First and foremost, retailers need to plan ahead. We blog a great deal about firewall configuration and in particular the change control process – that is, updating firewall rules when application or network connectivity is updated.
However, with retailers’ networks powering a complex maze of applications both in-store and online, with a wide range of interdependencies, those change control processes can become extremely complicated. Imagine one common scenario – you need to deploy a new application on the network that impacts your international ecommerce processes, so you need to implement firewall policy changes across multiple network locations and countries. While the policy change itself may be easy enough to make, the question becomes – when exactly should you make it?
During the holiday season retailers should be limiting policy changes to specific change control windows, in order to mitigate the risk of configuration mistakes causing operational downtime for core applications. Where possible, changes should be scheduled in the weeks running up to peak trading times, but where this isn’t possible, firewall policy changes will need to take place overnight – out of high-risk hours, essentially.
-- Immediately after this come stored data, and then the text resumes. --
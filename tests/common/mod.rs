//! Test doubles shared by the integration tests.

#![allow(dead_code)]

use anyhow::Result;
use async_trait::async_trait;
use std::sync::{Arc, Mutex};

use storyline::bot::IntentDispatcher;
use storyline::dialogue::InMemoryConversationStore;
use storyline::errors::{NewsError, StoryError};
use storyline::line::LineMessenger;
use storyline::news::{NewsArticle, NewsClient, NewsResponse};
use storyline::story::StoryClient;

/// Canned outcome for the fake news client
#[derive(Clone)]
pub enum NewsOutcome {
    Response(NewsResponse),
    Status(u16),
}

pub struct FakeNews {
    pub outcome: NewsOutcome,
    pub calls: Mutex<Vec<String>>,
}

impl FakeNews {
    pub fn new(outcome: NewsOutcome) -> Arc<Self> {
        Arc::new(Self {
            outcome,
            calls: Mutex::new(Vec::new()),
        })
    }

    pub fn ok(articles: Vec<NewsArticle>) -> Arc<Self> {
        Self::new(NewsOutcome::Response(NewsResponse {
            status: "ok".to_string(),
            total_results: Some(articles.len() as u64),
            articles,
            ..Default::default()
        }))
    }

    pub fn calls(&self) -> Vec<String> {
        self.calls.lock().unwrap().clone()
    }
}

#[async_trait]
impl NewsClient for FakeNews {
    async fn search(&self, keyword: &str) -> Result<NewsResponse, NewsError> {
        self.calls.lock().unwrap().push(keyword.to_string());
        match &self.outcome {
            NewsOutcome::Response(response) => Ok(response.clone()),
            NewsOutcome::Status(status) => Err(NewsError::Status {
                status: *status,
                body: "upstream down".to_string(),
            }),
        }
    }
}

pub struct FakeStory {
    pub outcome: Result<String, StoryError>,
    pub calls: Mutex<Vec<(String, String)>>,
}

impl FakeStory {
    pub fn new(outcome: Result<String, StoryError>) -> Arc<Self> {
        Arc::new(Self {
            outcome,
            calls: Mutex::new(Vec::new()),
        })
    }

    pub fn calls(&self) -> Vec<(String, String)> {
        self.calls.lock().unwrap().clone()
    }
}

#[async_trait]
impl StoryClient for FakeStory {
    async fn generate(&self, prompt: &str, user_id: &str) -> Result<String, StoryError> {
        self.calls
            .lock()
            .unwrap()
            .push((prompt.to_string(), user_id.to_string()));
        self.outcome.clone()
    }
}

/// Records replies instead of sending them
#[derive(Default)]
pub struct RecordingMessenger {
    pub replies: Mutex<Vec<(String, String)>>,
    pub fail: bool,
}

impl RecordingMessenger {
    pub fn replies(&self) -> Vec<(String, String)> {
        self.replies.lock().unwrap().clone()
    }
}

#[async_trait]
impl LineMessenger for RecordingMessenger {
    async fn reply(&self, reply_token: &str, text: &str) -> Result<()> {
        self.replies
            .lock()
            .unwrap()
            .push((reply_token.to_string(), text.to_string()));
        if self.fail {
            anyhow::bail!("reply API unavailable");
        }
        Ok(())
    }
}

pub fn article(title: &str, description: &str, url: &str) -> NewsArticle {
    NewsArticle {
        title: Some(title.to_string()),
        description: Some(description.to_string()),
        url: Some(url.to_string()),
    }
}

pub fn dispatcher(
    news: Arc<FakeNews>,
    story: Arc<FakeStory>,
    store: Arc<InMemoryConversationStore>,
) -> IntentDispatcher {
    IntentDispatcher::new(news, story, store, "zh-TW").with_rng_seed(7)
}
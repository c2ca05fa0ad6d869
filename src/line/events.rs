//! LINE webhook payload decoding.
//!
//! Only text messages matter to the bot. Each event is decoded on its own:
//! unknown event, message, or source types decode into an `Other` variant, and
//! an event that does not decode at all is logged and skipped, so one bad event
//! never costs the rest of the delivery its replies.

use serde::Deserialize;
use tracing::warn;

use crate::errors::WebhookError;

use super::signature::verify_signature;

/// Top-level webhook request body; events are decoded one by one
#[derive(Debug, Clone, Deserialize)]
pub struct WebhookBody {
    #[serde(default)]
    pub destination: Option<String>,
    #[serde(default)]
    pub events: Vec<serde_json::Value>,
}

#[derive(Debug, Clone, Deserialize)]
#[serde(tag = "type", rename_all = "camelCase")]
pub enum WebhookEvent {
    Message(MessageEvent),
    #[serde(other)]
    Other,
}

#[derive(Debug, Clone, Deserialize)]
#[serde(rename_all = "camelCase")]
pub struct MessageEvent {
    #[serde(default)]
    pub reply_token: Option<String>,
    #[serde(default)]
    pub source: Option<EventSource>,
    pub message: MessageContent,
    #[serde(default)]
    pub timestamp: Option<i64>,
}

/// Where an event came from; `user_id` can be absent in groups and rooms
#[derive(Debug, Clone, Default, Deserialize)]
#[serde(rename_all = "camelCase")]
pub struct EventSource {
    #[serde(rename = "type", default)]
    pub kind: String,
    #[serde(default)]
    pub user_id: Option<String>,
    #[serde(default)]
    pub group_id: Option<String>,
    #[serde(default)]
    pub room_id: Option<String>,
}

impl EventSource {
    /// Key for per-sender conversation state: the user, else the group or room
    pub fn conversation_key(&self) -> Option<&str> {
        self.user_id
            .as_deref()
            .or(self.group_id.as_deref())
            .or(self.room_id.as_deref())
    }
}

#[derive(Debug, Clone, Deserialize)]
#[serde(tag = "type", rename_all = "camelCase")]
pub enum MessageContent {
    Text {
        #[serde(default)]
        id: Option<String>,
        text: String,
    },
    #[serde(other)]
    Other,
}

/// A text message the bot should answer
#[derive(Debug, Clone, PartialEq, Eq)]
pub struct TextMessageEvent {
    pub text: String,
    /// Sender's user id, or the group or room id when LINE withholds it
    pub user_id: String,
    pub reply_token: String,
}

/// Verifies and decodes webhook deliveries for one channel
#[derive(Clone)]
pub struct WebhookParser {
    channel_secret: String,
}

impl WebhookParser {
    pub fn new(channel_secret: impl Into<String>) -> Self {
        Self {
            channel_secret: channel_secret.into(),
        }
    }

    /// Check the signature, then decode the events in delivery order
    ///
    /// Only the signature can fail a delivery. A body that is not a webhook
    /// payload yields no events, and undecodable events are dropped.
    pub fn parse(&self, body: &[u8], signature: &str) -> Result<Vec<WebhookEvent>, WebhookError> {
        if !verify_signature(&self.channel_secret, body, signature) {
            return Err(WebhookError::InvalidSignature);
        }

        let payload: WebhookBody = match serde_json::from_slice(body) {
            Ok(payload) => payload,
            Err(e) => {
                warn!(error = %e, "Ignoring undecodable webhook body");
                return Ok(Vec::new());
            }
        };

        Ok(payload
            .events
            .into_iter()
            .enumerate()
            .filter_map(|(index, raw)| match serde_json::from_value(raw) {
                Ok(event) => Some(event),
                Err(e) => {
                    warn!(index, error = %e, "Skipping malformed webhook event");
                    None
                }
            })
            .collect())
    }
}

/// Keep the events the bot answers: text messages with a reply token and a sender
pub fn text_messages(events: &[WebhookEvent]) -> Vec<TextMessageEvent> {
    events
        .iter()
        .filter_map(|event| match event {
            WebhookEvent::Message(MessageEvent {
                reply_token: Some(reply_token),
                source: Some(source),
                message: MessageContent::Text { text, .. },
                ..
            }) => Some(TextMessageEvent {
                text: text.clone(),
                user_id: source.conversation_key()?.to_string(),
                reply_token: reply_token.clone(),
            }),
            _ => None,
        })
        .collect()
}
For those retailers with operations in Europe, the USA, and elsewhere, operating across multiple time zones, those high risk hours are different from country to country and will require further co-ordination ahead of schedule to ensure that no market is affected during its peak-trading hours.
Ensure key suppliers will remain connected
During the holiday season, most retailers will be relying on a network of third-party suppliers to ensure that their stores remained well-stocked, a range of options are available (such as click-and-collect), that regular updates are provided to customers, and that orders are fulfilled. To ensure this all runs smoothly retailers will need to grant external organizations connectivity to their network as well.
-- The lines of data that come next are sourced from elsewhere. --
//! # Webhook Tests
//!
//! The axum router end to end, with fake upstream clients and a recording
//! messenger in place of the LINE reply API.

mod common;

use axum::body::{to_bytes, Body};
use axum::http::{Request, StatusCode};
use axum::Router;
use serde_json::json;
use std::sync::Arc;
use tower::ServiceExt;

use common::{article, dispatcher, FakeNews, FakeStory, RecordingMessenger};
use storyline::dialogue::InMemoryConversationStore;
use storyline::line::signature::sign;
use storyline::line::WebhookParser;
use storyline::server::{router, AppState};

const SECRET: &str = "channel-secret";

fn app(messenger: Arc<RecordingMessenger>, story: Arc<FakeStory>) -> Router {
    let bot = dispatcher(
        FakeNews::ok(vec![article("A", "B", "C")]),
        story,
        Arc::new(InMemoryConversationStore::new()),
    );
    router(AppState {
        parser: WebhookParser::new(SECRET),
        dispatcher: Arc::new(bot),
        messenger,
    })
}

fn text_event(reply_token: &str, user_id: &str, text: &str) -> serde_json::Value {
    json!({
        "type": "message",
        "replyToken": reply_token,
        "source": {"type": "user", "userId": user_id},
        "timestamp": 1700000000000i64,
        "message": {"type": "text", "id": "m", "text": text}
    })
}

fn signed_request(body: &str, signature: Option<&str>) -> Request<Body> {
    let mut builder = Request::builder()
        .method("POST")
        .uri("/webhooks/line")
        .header("content-type", "application/json");
    if let Some(signature) = signature {
        builder = builder.header("x-line-signature", signature);
    }
    builder.body(Body::from(body.to_string())).unwrap()
}

async fn body_text(response: axum::response::Response) -> String {
    let bytes = to_bytes(response.into_body(), usize::MAX).await.unwrap();
    String::from_utf8(bytes.to_vec()).unwrap()
}

#[tokio::test]
async fn test_health() {
    let app = app(
        Arc::new(RecordingMessenger::default()),
        FakeStory::new(Ok(String::new())),
    );
    let response = app
        .oneshot(Request::get("/health").body(Body::empty()).unwrap())
        .await
        .unwrap();

    assert_eq!(response.status(), StatusCode::OK);
    assert_eq!(body_text(response).await, "ok");
}

#[tokio::test]
async fn test_invalid_signature_rejected() {
    let messenger = Arc::new(RecordingMessenger::default());
    let app = app(messenger.clone(), FakeStory::new(Ok(String::new())));
    let body = json!({"events": [text_event("r1", "U1", "哈囉")]}).to_string();

    let response = app
        .oneshot(signed_request(&body, Some(&sign("wrong-secret", body.as_bytes()))))
        .await
        .unwrap();

    assert_eq!(response.status(), StatusCode::BAD_REQUEST);
    assert_eq!(body_text(response).await, "Invalid signature");
    assert!(messenger.replies().is_empty());
}

#[tokio::test]
async fn test_missing_signature_rejected() {
    let messenger = Arc::new(RecordingMessenger::default());
    let app = app(messenger.clone(), FakeStory::new(Ok(String::new())));

    let response = app
        .oneshot(signed_request(r#"{"events":[]}"#, None))
        .await
        .unwrap();

    assert_eq!(response.status(), StatusCode::BAD_REQUEST);
    assert!(messenger.replies().is_empty());
}

#[tokio::test]
async fn test_undecodable_body_acknowledged() {
    let messenger = Arc::new(RecordingMessenger::default());
    let app = app(messenger.clone(), FakeStory::new(Ok(String::new())));
    let body = "{not json";

    let response = app
        .oneshot(signed_request(body, Some(&sign(SECRET, body.as_bytes()))))
        .await
        .unwrap();

    assert_eq!(response.status(), StatusCode::OK);
    assert!(messenger.replies().is_empty());
}

#[tokio::test]
async fn test_malformed_event_does_not_block_valid_ones() {
    let messenger = Arc::new(RecordingMessenger::default());
    let app = app(messenger.clone(), FakeStory::new(Ok(String::new())));
    let body = json!({
        "events": [
            text_event("r1", "U1", "哈囉"),
            {"type": "message", "replyToken": "r2", "source": {"userId": "U2"}},
            text_event("r3", "U3", "新聞 台積電")
        ]
    })
    .to_string();

    let response = app
        .oneshot(signed_request(&body, Some(&sign(SECRET, body.as_bytes()))))
        .await
        .unwrap();

    assert_eq!(response.status(), StatusCode::OK);
    let tokens: Vec<String> = messenger.replies().into_iter().map(|(token, _)| token).collect();
    assert_eq!(tokens, vec!["r1", "r3"]);
}

#[tokio::test]
async fn test_group_message_without_user_is_answered() {
    let messenger = Arc::new(RecordingMessenger::default());
    let app = app(messenger.clone(), FakeStory::new(Ok(String::new())));
    let body = json!({
        "events": [{
            "type": "message",
            "replyToken": "rg",
            "source": {"type": "group", "groupId": "G1"},
            "message": {"type": "text", "id": "m", "text": "新聞 台積電"}
        }]
    })
    .to_string();

    let response = app
        .oneshot(signed_request(&body, Some(&sign(SECRET, body.as_bytes()))))
        .await
        .unwrap();

    assert_eq!(response.status(), StatusCode::OK);
    let replies = messenger.replies();
    assert_eq!(replies.len(), 1);
    assert_eq!(replies[0].0, "rg");
    assert!(replies[0].1.contains("標題: A"));
}

#[tokio::test]
async fn test_delivery_replies_in_order_and_skips_other_events() {
    let messenger = Arc::new(RecordingMessenger::default());
    let story = FakeStory::new(Ok("從前從前".to_string()));
    let app = app(messenger.clone(), story.clone());
    let body = json!({
        "destination": "Ubot",
        "events": [
            text_event("r1", "U1", "故事"),
            {"type": "follow", "replyToken": "rf", "source": {"type": "user", "userId": "U9"}},
            {
                "type": "message",
                "replyToken": "rs",
                "source": {"type": "user", "userId": "U1"},
                "message": {"type": "sticker", "id": "s", "packageId": "1", "stickerId": "1"}
            },
            text_event("r2", "U1", "友情"),
            text_event("r3", "U2", "新聞 台積電"),
            text_event("r4", "U3", "哈囉")
        ]
    })
    .to_string();

    let response = app
        .oneshot(signed_request(&body, Some(&sign(SECRET, body.as_bytes()))))
        .await
        .unwrap();

    assert_eq!(response.status(), StatusCode::OK);
    assert_eq!(body_text(response).await, "OK");

    let replies = messenger.replies();
    let tokens: Vec<&str> = replies.iter().map(|(token, _)| token.as_str()).collect();
    assert_eq!(tokens, vec!["r1", "r2", "r3", "r4"]);
    assert_eq!(replies[0].1, "請告訴我你想要的故事主題，例如「友情」或「冒險」。");
    assert_eq!(replies[1].1, "從前從前");
    assert!(replies[2].1.contains("標題: A"));
    assert_eq!(replies[3].1, "請問你想了解什麼？可以說「新聞」或「故事」。");
    assert_eq!(story.calls(), vec![("友情".to_string(), "U1".to_string())]);
}

#[tokio::test]
async fn test_reply_failure_still_acknowledged() {
    let messenger = Arc::new(RecordingMessenger {
        fail: true,
        ..Default::default()
    });
    let app = app(messenger.clone(), FakeStory::new(Ok(String::new())));
    let body = json!({
        "events": [text_event("r1", "U1", "哈囉"), text_event("r2", "U2", "哈囉")]
    })
    .to_string();

    let response = app
        .oneshot(signed_request(&body, Some(&sign(SECRET, body.as_bytes()))))
        .await
        .unwrap();

    assert_eq!(response.status(), StatusCode::OK);
    assert_eq!(messenger.replies().len(), 2);
}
As this external connectivity is likely to be integral to retailers’ ability to successfully meet customer demand, it is critical that those connections are not disrupted – or act as a ‘backdoor’ for any potentially cyber-criminal to the rest of the network.
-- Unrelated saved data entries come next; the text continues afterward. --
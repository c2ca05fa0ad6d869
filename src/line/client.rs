//! LINE Messaging API reply client.

use anyhow::{Context, Result};
use async_trait::async_trait;
use serde::Serialize;
use std::time::Duration;
use tracing::debug;

/// LINE rejects text messages longer than this many characters
pub const MAX_TEXT_CHARS: usize = 5000;

/// Sends reply messages back through the messaging platform
#[async_trait]
pub trait LineMessenger: Send + Sync {
    async fn reply(&self, reply_token: &str, text: &str) -> Result<()>;
}

#[derive(Debug, Serialize)]
#[serde(rename_all = "camelCase")]
struct ReplyMessageRequest<'a> {
    reply_token: &'a str,
    messages: Vec<TextMessage<'a>>,
}

#[derive(Debug, Serialize)]
struct TextMessage<'a> {
    #[serde(rename = "type")]
    kind: &'static str,
    text: &'a str,
}

/// Reply client authenticated with the channel access token
pub struct LineMessagingClient {
    client: reqwest::Client,
    reply_url: String,
    access_token: String,
}

impl LineMessagingClient {
    pub fn new(api_base: &str, access_token: impl Into<String>, timeout: Duration) -> Result<Self> {
        let client = reqwest::Client::builder()
            .timeout(timeout)
            .build()
            .context("Failed to build LINE HTTP client")?;
        Ok(Self {
            client,
            reply_url: format!("{}/v2/bot/message/reply", api_base.trim_end_matches('/')),
            access_token: access_token.into(),
        })
    }
}

#[async_trait]
impl LineMessenger for LineMessagingClient {
    async fn reply(&self, reply_token: &str, text: &str) -> Result<()> {
        let text = truncate_chars(text, MAX_TEXT_CHARS);
        let request = ReplyMessageRequest {
            reply_token,
            messages: vec![TextMessage { kind: "text", text }],
        };

        let response = self
            .client
            .post(&self.reply_url)
            .bearer_auth(&self.access_token)
            .json(&request)
            .send()
            .await
            .context("Failed to send LINE reply")?;

        let status = response.status();
        if !status.is_success() {
            let body = response.text().await.unwrap_or_default();
            anyhow::bail!("LINE reply API returned {status}: {body}");
        }

        debug!(reply_token = %reply_token, "Reply sent");
        Ok(())
    }
}

/// Cut `text` to at most `max` characters on a char boundary
pub fn truncate_chars(text: &str, max: usize) -> &str {
    match text.char_indices().nth(max) {
        Some((idx, _)) => &text[..idx],
        None => text,
    }
}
The key point here is to implement careful network segmentation in order to minimize the risk of connecting external parties to your infrastructure, while keeping in mind that once a partner is connected, they become part of your regulatory compliance posture. Network maintenance is likely to become even more complex during the festive season as a result of these external connections, so it is critical to make sure that you have an up-to-date contract in place to cover all technical and business aspects of the external connection, so that any issues can be remediated quickly and effectively.
Back-up configuration files
A final step that retailers should take is to regularly back-up network configuration files, so that if something does go wrong, they can quickly revert back to a recent healthy state. This will help to reduce the impact of any disruption caused by an application or network outage. While this can be done manually, automating this process is far more dependable way of doing this rather than relying on employees to keep regular backups.
With just a few weeks to go until the festivities get into full swing, these basic steps will help ensure that this holiday season is a successful one.